What needs to be done:
What lines of the material below include the string "routed"? Copy all of them.

Data provided:
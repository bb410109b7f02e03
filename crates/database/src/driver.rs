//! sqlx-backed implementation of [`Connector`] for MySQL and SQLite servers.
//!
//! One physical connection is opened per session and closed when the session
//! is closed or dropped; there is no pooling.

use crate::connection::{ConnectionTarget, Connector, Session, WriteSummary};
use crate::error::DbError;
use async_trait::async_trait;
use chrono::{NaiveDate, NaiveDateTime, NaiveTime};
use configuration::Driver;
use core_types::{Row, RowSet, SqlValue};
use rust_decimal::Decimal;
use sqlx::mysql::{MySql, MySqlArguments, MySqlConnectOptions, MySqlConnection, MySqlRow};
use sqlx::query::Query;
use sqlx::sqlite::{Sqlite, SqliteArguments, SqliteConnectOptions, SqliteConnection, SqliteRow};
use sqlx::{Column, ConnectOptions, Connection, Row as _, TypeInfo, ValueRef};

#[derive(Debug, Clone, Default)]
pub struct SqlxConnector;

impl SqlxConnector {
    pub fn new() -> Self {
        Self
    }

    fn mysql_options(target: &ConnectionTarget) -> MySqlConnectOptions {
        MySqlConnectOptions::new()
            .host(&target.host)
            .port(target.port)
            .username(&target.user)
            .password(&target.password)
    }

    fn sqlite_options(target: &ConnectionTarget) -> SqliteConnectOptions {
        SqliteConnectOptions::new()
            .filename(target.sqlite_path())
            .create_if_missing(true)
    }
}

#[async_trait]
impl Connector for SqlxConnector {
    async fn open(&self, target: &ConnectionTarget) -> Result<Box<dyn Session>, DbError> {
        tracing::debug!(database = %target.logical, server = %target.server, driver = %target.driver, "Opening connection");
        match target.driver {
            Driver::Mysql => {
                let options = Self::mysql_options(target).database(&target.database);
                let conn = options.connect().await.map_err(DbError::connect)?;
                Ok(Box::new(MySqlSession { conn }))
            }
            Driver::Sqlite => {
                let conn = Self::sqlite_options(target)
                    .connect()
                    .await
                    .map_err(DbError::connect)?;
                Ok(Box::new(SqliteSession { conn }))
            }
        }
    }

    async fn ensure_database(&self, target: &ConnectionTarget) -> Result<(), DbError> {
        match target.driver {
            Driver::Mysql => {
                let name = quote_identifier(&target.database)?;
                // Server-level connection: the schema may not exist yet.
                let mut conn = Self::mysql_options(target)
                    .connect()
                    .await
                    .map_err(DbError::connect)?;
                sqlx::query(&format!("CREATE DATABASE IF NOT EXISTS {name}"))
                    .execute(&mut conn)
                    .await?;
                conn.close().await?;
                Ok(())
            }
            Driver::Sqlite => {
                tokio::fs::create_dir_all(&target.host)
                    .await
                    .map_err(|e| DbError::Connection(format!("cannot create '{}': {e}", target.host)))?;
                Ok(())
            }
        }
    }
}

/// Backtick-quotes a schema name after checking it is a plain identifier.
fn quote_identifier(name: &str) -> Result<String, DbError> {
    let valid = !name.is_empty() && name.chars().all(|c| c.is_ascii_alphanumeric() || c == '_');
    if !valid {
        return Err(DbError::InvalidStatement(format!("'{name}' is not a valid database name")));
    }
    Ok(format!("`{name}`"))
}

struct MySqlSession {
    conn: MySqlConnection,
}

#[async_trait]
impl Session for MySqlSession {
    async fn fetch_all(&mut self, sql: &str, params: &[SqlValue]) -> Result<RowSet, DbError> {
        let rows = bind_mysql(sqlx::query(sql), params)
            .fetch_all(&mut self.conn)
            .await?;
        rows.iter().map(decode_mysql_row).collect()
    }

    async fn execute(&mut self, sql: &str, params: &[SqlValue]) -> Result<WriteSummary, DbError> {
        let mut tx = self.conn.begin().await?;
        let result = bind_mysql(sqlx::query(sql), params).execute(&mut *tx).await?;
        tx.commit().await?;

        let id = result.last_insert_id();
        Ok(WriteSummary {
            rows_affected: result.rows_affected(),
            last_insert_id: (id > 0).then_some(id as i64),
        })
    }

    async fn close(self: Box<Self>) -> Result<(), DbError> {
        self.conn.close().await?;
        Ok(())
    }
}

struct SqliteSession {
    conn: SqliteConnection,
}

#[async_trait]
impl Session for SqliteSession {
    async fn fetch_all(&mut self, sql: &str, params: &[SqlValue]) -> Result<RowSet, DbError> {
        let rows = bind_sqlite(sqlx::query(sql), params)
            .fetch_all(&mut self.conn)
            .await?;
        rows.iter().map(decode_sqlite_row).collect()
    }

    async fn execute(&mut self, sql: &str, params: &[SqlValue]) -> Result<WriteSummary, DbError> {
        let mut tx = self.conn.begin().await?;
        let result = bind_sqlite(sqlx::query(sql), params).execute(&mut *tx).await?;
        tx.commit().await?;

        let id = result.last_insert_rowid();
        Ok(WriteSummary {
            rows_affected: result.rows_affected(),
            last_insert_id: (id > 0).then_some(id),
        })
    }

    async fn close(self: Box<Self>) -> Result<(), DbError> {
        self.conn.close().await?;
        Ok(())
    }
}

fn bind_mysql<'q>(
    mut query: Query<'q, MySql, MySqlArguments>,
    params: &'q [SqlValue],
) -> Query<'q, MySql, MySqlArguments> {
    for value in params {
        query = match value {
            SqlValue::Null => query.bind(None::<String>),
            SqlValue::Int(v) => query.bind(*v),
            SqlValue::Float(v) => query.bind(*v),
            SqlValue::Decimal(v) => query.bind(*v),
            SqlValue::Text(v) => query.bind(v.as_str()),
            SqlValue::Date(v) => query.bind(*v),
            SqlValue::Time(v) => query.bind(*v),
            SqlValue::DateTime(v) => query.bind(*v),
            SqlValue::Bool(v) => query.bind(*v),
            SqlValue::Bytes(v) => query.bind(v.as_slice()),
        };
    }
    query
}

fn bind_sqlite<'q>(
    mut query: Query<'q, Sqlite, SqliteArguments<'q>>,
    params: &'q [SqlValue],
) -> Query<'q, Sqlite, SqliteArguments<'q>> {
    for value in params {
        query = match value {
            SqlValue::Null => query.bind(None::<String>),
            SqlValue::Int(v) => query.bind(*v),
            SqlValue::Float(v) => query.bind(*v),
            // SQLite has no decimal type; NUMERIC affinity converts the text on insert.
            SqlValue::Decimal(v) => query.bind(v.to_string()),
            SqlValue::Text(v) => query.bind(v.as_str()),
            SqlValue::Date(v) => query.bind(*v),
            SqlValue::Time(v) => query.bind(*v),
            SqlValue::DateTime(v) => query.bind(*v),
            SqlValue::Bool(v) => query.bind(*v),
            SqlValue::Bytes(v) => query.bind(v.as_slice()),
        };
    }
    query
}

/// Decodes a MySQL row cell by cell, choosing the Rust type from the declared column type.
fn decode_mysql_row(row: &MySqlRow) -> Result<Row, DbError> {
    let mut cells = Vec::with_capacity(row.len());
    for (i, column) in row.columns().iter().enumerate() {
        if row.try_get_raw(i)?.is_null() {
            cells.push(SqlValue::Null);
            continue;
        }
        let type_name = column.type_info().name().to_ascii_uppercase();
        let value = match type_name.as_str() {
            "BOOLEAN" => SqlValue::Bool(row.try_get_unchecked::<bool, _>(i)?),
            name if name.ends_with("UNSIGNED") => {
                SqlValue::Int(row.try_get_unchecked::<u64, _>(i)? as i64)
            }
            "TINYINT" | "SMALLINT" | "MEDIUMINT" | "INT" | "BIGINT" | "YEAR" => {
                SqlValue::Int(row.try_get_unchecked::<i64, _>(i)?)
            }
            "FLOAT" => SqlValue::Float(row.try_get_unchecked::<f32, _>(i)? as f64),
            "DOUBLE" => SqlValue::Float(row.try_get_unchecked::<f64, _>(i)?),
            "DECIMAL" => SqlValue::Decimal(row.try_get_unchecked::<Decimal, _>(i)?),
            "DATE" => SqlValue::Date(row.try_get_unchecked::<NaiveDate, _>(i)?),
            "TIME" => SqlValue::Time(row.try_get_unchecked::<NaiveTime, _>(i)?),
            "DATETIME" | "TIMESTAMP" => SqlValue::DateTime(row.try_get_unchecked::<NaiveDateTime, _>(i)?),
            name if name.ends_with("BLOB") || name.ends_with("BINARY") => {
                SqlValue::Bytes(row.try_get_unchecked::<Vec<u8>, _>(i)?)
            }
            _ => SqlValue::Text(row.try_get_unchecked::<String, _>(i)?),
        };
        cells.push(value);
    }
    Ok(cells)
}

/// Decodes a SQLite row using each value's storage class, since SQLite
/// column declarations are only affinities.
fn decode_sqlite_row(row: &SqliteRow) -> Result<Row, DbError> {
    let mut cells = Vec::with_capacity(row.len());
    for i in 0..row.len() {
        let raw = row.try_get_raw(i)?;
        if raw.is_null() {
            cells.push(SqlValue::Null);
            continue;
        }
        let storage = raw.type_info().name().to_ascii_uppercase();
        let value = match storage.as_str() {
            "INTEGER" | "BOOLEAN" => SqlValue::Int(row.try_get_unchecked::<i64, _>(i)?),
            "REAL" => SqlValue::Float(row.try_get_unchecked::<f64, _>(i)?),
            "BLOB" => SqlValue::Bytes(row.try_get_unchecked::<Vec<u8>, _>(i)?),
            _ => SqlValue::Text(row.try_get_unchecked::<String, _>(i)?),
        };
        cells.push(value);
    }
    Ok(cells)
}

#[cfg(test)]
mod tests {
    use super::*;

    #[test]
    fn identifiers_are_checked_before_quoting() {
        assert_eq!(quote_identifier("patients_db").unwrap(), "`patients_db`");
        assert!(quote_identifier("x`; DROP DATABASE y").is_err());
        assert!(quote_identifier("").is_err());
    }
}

---

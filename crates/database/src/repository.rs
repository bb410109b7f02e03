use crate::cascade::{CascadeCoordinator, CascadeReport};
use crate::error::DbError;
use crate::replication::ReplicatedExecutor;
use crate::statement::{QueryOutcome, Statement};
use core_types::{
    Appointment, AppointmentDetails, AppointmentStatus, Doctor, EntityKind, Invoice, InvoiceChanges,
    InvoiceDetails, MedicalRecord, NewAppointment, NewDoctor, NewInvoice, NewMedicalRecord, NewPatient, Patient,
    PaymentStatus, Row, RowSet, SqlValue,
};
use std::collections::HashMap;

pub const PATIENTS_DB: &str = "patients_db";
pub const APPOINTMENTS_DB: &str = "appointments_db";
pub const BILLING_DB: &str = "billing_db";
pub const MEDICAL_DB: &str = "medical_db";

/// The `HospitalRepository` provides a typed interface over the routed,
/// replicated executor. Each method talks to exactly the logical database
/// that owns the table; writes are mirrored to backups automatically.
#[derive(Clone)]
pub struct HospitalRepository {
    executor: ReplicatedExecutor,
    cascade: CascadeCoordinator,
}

* * *

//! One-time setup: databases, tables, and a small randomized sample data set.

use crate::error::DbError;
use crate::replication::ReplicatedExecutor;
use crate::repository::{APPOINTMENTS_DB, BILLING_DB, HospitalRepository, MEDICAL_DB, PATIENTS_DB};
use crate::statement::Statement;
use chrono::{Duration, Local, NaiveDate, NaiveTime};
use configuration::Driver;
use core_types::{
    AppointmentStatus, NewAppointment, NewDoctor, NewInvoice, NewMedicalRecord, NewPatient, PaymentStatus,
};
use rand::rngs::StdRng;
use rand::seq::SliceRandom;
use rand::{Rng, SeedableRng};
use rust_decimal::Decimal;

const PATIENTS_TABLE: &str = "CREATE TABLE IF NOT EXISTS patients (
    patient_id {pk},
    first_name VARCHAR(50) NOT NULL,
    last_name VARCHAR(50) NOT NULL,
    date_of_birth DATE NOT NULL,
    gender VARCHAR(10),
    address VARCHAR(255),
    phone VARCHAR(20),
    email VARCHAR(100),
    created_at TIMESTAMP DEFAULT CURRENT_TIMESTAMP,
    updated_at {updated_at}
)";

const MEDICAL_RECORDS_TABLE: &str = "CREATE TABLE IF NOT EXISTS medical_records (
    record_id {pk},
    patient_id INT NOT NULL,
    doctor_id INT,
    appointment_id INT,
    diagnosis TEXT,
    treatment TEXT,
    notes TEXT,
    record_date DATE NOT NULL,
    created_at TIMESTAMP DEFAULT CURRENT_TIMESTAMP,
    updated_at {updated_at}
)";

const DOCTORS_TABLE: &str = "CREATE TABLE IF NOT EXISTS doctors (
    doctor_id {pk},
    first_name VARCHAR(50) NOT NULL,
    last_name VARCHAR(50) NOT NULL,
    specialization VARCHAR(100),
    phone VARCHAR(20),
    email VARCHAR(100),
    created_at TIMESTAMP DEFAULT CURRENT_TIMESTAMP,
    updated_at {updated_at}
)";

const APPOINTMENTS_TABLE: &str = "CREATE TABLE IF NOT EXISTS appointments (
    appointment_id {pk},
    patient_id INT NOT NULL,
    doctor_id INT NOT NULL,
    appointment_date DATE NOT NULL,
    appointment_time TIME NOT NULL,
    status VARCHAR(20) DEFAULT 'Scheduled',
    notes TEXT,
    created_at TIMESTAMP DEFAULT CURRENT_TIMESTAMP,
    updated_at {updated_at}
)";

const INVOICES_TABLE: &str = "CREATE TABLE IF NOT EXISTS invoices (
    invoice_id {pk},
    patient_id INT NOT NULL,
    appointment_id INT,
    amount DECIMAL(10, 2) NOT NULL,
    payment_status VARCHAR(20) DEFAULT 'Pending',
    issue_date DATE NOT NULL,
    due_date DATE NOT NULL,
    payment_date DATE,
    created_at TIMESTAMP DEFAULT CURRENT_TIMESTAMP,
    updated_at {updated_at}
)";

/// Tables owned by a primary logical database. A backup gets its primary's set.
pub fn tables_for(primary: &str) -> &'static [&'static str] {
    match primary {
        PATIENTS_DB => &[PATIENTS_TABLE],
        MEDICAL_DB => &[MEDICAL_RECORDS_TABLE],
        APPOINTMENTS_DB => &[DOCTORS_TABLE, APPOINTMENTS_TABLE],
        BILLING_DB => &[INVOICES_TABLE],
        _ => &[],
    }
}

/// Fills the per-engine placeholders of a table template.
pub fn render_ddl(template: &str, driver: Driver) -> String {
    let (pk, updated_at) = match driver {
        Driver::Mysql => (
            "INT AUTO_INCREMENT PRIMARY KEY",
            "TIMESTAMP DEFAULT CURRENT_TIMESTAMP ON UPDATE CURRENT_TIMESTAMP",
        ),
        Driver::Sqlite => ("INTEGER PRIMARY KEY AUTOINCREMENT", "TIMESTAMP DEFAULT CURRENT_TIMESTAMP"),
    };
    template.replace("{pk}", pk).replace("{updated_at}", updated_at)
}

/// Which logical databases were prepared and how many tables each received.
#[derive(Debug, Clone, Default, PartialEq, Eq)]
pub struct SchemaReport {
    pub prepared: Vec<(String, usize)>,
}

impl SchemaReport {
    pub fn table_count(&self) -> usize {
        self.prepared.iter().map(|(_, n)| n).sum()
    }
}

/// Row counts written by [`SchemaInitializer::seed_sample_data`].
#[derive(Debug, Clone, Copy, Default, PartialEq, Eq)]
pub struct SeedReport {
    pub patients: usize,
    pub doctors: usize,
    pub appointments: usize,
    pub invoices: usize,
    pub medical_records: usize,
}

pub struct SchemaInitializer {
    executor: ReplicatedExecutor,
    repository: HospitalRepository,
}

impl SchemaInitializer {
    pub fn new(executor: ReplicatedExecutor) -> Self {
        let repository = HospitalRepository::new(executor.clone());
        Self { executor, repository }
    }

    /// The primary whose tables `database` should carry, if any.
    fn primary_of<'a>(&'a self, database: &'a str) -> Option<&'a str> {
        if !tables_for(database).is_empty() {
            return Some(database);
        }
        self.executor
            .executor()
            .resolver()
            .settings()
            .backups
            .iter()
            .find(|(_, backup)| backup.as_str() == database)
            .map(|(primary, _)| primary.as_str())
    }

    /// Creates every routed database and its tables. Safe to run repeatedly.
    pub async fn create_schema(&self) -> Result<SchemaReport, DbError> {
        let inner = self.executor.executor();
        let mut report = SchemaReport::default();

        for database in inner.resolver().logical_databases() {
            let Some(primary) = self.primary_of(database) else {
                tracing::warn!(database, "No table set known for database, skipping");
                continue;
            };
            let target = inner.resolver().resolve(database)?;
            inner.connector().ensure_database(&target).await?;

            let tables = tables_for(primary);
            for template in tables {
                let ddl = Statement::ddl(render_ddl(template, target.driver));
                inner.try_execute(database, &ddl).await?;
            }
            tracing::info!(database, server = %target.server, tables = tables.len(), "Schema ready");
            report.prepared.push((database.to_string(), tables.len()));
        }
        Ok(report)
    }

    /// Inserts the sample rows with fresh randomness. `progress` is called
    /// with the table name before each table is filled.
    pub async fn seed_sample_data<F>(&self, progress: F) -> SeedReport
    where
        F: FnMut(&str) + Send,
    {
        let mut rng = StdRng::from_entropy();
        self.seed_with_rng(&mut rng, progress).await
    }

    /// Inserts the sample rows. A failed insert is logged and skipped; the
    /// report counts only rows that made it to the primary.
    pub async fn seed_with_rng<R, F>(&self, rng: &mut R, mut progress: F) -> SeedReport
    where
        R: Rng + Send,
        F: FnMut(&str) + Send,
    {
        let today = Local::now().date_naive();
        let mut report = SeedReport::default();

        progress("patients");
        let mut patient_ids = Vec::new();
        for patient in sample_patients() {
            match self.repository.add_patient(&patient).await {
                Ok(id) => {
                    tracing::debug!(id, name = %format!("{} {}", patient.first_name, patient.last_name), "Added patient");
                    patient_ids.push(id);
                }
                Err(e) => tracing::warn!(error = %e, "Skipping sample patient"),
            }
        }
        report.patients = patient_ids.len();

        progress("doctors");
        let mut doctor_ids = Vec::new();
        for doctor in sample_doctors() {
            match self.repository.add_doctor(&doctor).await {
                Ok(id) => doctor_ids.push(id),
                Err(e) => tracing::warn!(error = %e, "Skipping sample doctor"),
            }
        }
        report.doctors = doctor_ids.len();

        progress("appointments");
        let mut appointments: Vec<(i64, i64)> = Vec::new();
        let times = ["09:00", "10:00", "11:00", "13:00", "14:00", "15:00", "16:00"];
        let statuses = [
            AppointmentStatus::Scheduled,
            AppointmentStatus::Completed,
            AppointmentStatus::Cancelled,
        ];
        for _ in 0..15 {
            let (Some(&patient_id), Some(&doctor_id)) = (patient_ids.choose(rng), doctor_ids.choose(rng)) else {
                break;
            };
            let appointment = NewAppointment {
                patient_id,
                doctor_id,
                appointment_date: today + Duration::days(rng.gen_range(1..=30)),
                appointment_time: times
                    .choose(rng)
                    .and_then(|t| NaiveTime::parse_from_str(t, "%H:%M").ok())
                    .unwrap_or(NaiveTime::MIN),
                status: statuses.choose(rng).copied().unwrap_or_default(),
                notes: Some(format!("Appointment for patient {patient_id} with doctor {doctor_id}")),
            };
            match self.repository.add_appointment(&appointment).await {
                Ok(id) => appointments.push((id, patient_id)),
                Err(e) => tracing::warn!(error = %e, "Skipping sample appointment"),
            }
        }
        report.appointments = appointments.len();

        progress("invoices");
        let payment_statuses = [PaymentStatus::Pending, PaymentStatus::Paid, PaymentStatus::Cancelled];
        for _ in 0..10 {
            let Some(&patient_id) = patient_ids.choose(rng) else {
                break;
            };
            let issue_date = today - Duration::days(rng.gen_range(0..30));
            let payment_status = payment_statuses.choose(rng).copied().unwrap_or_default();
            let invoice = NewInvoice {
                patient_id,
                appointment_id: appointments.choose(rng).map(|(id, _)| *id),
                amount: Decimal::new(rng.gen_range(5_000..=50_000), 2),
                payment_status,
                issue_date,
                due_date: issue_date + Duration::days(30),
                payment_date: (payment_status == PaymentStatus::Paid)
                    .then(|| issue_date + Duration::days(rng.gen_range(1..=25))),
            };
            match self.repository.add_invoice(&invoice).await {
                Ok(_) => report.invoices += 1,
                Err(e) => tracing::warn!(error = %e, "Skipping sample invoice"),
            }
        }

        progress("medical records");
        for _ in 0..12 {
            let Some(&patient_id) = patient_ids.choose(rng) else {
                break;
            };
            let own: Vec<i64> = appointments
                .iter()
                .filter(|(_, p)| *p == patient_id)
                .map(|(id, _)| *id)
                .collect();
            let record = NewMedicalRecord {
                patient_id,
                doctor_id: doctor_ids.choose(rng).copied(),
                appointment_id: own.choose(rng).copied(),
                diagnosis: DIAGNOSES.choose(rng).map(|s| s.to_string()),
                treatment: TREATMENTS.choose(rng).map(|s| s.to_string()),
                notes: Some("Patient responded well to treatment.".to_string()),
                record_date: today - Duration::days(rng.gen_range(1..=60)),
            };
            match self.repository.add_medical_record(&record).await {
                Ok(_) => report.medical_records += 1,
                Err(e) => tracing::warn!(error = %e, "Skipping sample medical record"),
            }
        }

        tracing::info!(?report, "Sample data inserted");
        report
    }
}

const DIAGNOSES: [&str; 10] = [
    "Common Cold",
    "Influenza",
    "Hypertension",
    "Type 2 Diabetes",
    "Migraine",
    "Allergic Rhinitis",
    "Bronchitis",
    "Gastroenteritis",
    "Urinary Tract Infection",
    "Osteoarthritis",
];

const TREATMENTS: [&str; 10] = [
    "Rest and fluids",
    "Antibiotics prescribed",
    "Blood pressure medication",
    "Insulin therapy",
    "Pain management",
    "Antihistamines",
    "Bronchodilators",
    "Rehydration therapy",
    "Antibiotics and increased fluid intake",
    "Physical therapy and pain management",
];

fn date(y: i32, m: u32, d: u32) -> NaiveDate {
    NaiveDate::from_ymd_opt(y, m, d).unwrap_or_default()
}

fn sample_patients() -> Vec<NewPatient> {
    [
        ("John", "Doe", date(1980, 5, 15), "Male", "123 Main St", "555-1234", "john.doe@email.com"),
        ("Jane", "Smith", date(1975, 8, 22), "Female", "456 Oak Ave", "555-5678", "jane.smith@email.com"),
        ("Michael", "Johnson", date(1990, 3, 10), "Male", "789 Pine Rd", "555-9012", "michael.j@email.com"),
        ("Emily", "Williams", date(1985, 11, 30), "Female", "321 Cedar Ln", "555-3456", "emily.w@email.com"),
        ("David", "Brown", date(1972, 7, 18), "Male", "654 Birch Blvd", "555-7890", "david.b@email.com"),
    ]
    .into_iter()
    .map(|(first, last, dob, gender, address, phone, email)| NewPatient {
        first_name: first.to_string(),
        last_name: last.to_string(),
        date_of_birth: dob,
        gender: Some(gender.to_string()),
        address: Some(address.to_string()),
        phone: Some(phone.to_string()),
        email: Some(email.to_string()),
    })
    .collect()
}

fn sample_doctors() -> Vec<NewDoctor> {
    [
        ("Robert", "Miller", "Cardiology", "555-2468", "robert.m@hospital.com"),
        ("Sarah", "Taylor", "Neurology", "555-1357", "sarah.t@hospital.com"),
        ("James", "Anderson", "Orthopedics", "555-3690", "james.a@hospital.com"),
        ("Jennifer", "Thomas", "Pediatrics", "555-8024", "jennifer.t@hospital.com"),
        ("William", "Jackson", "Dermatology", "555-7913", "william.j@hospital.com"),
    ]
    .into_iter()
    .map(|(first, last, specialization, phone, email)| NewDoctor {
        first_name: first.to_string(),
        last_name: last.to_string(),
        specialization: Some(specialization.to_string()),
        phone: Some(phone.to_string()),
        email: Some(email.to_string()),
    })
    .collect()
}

Exercise answer:
/// The `HospitalRepository` provides a typed interface over the routed,
    /// Creates every routed database and its tables. Safe to run repeatedly.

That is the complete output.